» WHAT YOU HAVE TO DO
Across the lines of the records below, how many have the string "each" in them? Answer with the number alone.

[Stored items]
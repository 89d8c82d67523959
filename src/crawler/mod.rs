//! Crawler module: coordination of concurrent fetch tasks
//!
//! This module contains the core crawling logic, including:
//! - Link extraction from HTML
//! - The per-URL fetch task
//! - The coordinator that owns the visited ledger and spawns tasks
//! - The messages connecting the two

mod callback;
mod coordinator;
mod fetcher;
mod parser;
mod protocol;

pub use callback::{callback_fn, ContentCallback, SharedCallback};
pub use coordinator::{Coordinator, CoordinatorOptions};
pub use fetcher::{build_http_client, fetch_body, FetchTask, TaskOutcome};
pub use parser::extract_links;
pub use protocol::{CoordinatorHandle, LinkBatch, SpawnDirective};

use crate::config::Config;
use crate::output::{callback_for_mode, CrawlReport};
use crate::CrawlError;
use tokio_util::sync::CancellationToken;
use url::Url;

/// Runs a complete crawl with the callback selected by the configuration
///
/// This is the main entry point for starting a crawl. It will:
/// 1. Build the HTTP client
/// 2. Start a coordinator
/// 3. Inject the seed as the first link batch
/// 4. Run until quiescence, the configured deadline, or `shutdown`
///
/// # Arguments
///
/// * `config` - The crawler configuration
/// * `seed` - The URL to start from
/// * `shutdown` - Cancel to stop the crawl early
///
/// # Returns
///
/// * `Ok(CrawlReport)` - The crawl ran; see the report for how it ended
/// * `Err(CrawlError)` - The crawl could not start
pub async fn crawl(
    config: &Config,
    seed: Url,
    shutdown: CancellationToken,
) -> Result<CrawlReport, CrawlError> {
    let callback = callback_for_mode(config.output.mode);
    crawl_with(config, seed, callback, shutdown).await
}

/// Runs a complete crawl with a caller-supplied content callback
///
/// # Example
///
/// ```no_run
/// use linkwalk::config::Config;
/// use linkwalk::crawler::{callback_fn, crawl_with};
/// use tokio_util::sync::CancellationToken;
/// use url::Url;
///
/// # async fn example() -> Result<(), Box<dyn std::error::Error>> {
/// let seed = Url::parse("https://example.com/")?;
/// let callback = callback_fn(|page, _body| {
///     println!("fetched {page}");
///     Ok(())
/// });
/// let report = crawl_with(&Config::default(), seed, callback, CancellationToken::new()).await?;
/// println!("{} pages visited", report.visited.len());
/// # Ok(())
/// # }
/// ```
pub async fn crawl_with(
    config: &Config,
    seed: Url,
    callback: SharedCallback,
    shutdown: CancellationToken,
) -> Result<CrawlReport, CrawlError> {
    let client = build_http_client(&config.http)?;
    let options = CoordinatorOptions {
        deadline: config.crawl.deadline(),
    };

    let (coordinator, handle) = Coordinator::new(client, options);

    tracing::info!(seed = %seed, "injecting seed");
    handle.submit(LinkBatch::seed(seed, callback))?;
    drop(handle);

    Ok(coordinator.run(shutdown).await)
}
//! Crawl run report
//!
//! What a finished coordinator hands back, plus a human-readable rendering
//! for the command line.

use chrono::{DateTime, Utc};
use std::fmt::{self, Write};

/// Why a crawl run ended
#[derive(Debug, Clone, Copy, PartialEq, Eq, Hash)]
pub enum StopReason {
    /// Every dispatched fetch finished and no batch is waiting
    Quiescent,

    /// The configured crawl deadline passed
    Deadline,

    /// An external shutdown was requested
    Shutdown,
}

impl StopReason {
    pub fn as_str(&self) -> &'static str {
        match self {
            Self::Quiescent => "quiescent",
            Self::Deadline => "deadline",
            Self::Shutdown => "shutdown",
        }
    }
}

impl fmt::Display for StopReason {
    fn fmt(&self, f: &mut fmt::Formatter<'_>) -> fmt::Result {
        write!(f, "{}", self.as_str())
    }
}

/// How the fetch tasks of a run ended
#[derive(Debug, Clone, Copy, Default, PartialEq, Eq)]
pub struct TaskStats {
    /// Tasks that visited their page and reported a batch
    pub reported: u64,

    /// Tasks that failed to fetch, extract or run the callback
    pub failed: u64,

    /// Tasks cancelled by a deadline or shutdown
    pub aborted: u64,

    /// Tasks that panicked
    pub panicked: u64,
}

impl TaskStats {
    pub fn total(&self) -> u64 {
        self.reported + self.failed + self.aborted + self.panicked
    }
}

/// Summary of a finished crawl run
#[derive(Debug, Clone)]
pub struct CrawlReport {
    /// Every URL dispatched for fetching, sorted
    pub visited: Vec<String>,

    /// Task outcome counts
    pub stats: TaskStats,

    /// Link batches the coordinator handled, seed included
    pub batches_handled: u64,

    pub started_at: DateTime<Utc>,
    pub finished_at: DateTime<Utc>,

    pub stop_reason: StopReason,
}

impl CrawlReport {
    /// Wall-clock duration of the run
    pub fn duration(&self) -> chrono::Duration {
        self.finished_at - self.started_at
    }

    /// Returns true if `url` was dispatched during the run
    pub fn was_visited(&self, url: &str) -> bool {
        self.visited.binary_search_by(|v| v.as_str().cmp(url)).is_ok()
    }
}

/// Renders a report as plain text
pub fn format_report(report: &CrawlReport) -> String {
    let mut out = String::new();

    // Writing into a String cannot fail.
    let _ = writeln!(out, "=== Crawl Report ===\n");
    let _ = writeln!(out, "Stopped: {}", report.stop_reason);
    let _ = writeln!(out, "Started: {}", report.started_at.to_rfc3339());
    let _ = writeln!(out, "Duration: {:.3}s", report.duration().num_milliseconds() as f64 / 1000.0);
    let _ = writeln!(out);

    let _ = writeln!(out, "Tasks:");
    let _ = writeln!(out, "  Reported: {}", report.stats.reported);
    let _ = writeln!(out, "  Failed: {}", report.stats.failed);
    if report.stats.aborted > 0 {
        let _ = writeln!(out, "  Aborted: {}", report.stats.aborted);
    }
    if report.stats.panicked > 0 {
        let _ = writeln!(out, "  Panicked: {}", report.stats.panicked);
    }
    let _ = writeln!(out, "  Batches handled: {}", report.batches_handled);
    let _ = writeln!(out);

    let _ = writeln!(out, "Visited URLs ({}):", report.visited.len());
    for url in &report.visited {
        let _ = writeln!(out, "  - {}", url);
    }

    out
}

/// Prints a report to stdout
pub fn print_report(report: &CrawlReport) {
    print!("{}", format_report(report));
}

--

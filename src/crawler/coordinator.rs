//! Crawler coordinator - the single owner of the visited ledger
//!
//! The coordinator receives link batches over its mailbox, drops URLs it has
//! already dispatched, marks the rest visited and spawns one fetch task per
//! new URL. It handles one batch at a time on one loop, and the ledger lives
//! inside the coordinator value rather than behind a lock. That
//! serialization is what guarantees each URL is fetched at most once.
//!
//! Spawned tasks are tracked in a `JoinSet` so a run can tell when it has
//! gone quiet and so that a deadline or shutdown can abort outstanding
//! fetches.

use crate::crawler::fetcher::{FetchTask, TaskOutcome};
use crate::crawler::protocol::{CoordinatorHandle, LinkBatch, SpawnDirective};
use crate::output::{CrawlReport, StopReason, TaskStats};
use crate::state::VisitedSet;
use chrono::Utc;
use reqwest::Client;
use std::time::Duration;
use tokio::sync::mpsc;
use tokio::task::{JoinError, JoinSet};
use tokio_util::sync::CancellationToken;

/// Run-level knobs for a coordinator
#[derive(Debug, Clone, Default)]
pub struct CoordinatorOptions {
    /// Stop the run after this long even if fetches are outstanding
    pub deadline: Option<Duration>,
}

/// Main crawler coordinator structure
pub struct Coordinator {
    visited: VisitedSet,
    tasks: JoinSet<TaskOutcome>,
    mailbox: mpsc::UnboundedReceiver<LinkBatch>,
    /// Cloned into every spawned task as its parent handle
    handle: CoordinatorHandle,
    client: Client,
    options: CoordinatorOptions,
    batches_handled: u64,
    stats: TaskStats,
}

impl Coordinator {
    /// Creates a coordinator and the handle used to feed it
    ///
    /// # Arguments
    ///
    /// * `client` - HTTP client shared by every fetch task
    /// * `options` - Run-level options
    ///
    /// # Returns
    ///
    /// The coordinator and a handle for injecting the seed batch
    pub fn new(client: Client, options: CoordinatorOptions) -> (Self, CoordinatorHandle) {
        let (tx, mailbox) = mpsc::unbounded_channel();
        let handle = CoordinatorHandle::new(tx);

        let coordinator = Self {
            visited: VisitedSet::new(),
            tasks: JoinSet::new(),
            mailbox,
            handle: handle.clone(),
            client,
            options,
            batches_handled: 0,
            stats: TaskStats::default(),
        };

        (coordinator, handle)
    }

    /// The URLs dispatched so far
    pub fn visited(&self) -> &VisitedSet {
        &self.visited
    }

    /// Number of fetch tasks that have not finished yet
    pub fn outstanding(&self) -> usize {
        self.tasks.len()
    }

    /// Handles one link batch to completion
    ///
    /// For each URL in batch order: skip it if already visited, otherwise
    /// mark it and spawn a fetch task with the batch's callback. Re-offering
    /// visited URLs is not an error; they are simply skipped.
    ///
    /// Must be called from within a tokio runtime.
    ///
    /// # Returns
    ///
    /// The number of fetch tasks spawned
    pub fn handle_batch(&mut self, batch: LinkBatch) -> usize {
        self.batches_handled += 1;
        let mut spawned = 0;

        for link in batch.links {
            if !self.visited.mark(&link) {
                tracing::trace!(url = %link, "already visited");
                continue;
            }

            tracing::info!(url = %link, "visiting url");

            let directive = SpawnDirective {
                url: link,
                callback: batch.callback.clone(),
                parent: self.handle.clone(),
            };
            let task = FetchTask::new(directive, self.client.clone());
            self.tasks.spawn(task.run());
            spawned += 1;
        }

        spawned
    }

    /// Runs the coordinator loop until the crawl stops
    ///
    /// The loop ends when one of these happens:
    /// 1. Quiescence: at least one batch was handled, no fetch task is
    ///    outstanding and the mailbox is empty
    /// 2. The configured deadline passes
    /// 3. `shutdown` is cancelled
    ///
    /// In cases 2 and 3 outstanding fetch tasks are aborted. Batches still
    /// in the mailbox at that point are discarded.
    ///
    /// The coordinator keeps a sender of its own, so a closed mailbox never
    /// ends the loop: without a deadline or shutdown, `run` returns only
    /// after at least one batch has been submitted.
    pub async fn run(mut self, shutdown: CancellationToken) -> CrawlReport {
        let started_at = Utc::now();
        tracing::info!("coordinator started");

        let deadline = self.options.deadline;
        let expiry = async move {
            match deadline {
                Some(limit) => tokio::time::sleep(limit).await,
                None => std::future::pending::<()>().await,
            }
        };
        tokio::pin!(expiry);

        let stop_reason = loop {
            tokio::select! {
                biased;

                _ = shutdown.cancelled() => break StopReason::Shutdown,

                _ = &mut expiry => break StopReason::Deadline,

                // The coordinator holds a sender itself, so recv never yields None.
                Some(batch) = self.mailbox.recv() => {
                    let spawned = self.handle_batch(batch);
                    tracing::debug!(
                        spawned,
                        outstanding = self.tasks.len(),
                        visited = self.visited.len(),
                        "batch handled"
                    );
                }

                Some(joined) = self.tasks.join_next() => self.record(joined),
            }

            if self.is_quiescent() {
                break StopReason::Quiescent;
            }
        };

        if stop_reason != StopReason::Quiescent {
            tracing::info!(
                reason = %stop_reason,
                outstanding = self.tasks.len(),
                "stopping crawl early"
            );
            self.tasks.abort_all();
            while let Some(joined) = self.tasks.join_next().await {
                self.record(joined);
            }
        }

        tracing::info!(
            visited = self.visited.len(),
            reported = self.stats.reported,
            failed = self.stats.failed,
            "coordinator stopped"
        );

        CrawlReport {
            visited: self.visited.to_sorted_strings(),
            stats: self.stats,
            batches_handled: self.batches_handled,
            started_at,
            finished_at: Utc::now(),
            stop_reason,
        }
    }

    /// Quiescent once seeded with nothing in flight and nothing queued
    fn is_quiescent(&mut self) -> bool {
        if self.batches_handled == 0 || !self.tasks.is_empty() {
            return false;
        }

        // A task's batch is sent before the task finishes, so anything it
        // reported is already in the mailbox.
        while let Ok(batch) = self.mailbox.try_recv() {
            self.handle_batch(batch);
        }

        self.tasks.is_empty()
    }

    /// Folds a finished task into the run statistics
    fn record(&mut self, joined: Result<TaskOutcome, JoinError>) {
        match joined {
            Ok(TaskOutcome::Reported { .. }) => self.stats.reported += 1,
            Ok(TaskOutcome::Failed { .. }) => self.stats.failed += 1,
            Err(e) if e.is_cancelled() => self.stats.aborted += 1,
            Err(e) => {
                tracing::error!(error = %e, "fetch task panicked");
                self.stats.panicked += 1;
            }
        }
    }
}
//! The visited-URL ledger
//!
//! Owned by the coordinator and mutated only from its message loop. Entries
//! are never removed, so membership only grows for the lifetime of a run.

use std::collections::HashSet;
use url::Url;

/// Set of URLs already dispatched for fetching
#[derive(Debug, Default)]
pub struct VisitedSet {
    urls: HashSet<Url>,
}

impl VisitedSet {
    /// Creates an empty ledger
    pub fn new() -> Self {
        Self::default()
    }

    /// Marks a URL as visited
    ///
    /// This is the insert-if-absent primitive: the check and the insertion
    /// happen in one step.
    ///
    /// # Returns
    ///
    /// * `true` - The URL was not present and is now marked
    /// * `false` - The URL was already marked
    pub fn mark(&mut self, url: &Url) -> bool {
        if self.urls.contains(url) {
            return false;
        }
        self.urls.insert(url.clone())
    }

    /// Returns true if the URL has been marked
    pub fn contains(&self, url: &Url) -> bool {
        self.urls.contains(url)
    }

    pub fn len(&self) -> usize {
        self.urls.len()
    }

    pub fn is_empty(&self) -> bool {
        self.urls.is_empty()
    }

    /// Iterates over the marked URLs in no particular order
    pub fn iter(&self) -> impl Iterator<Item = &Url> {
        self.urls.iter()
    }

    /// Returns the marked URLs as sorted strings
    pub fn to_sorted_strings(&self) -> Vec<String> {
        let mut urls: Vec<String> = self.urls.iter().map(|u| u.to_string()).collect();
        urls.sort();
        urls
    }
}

* * *

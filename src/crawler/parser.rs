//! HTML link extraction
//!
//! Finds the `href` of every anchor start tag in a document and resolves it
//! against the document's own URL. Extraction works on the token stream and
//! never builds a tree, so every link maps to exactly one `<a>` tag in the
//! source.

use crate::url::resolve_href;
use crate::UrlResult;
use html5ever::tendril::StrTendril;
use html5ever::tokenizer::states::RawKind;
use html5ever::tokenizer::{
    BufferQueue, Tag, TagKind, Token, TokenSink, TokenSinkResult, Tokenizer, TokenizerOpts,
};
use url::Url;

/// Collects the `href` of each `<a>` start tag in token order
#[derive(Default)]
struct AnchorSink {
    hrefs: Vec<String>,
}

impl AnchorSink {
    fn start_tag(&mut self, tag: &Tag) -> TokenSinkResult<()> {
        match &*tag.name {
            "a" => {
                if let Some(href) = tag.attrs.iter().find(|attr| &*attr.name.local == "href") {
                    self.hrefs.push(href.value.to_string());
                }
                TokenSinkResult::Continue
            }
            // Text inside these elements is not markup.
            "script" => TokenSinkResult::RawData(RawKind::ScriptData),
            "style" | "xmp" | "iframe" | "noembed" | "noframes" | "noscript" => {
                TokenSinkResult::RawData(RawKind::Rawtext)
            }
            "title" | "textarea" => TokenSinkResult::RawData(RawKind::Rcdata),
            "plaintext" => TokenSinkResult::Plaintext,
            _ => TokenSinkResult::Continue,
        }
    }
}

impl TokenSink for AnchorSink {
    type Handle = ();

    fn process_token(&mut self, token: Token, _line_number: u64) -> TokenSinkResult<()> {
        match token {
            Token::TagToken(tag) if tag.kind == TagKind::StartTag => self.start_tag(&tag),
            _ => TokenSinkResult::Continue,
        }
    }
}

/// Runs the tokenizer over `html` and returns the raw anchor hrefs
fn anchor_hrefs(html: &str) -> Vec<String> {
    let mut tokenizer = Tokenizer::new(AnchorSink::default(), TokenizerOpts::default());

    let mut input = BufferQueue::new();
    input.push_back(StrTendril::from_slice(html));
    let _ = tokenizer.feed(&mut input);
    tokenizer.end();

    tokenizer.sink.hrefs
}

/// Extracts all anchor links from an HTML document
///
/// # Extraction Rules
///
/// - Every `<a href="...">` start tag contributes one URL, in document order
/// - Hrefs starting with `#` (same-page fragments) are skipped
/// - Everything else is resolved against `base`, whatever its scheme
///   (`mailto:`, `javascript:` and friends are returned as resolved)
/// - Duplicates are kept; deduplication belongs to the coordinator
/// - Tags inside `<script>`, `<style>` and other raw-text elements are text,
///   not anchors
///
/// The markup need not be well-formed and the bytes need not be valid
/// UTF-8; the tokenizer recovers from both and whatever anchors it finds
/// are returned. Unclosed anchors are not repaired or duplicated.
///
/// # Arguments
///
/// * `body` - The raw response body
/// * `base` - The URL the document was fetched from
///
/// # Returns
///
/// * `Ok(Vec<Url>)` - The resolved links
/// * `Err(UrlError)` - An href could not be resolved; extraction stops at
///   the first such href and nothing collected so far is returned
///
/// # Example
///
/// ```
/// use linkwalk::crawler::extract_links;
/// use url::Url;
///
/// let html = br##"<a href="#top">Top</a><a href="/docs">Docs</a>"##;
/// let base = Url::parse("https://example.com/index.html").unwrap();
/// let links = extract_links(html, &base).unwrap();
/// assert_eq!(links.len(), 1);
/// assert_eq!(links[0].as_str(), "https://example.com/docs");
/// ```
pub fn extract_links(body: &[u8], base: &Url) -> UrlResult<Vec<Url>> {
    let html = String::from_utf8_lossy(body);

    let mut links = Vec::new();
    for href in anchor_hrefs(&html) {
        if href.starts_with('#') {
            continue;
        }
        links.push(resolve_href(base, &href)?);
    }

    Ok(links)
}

» RESPONSE
3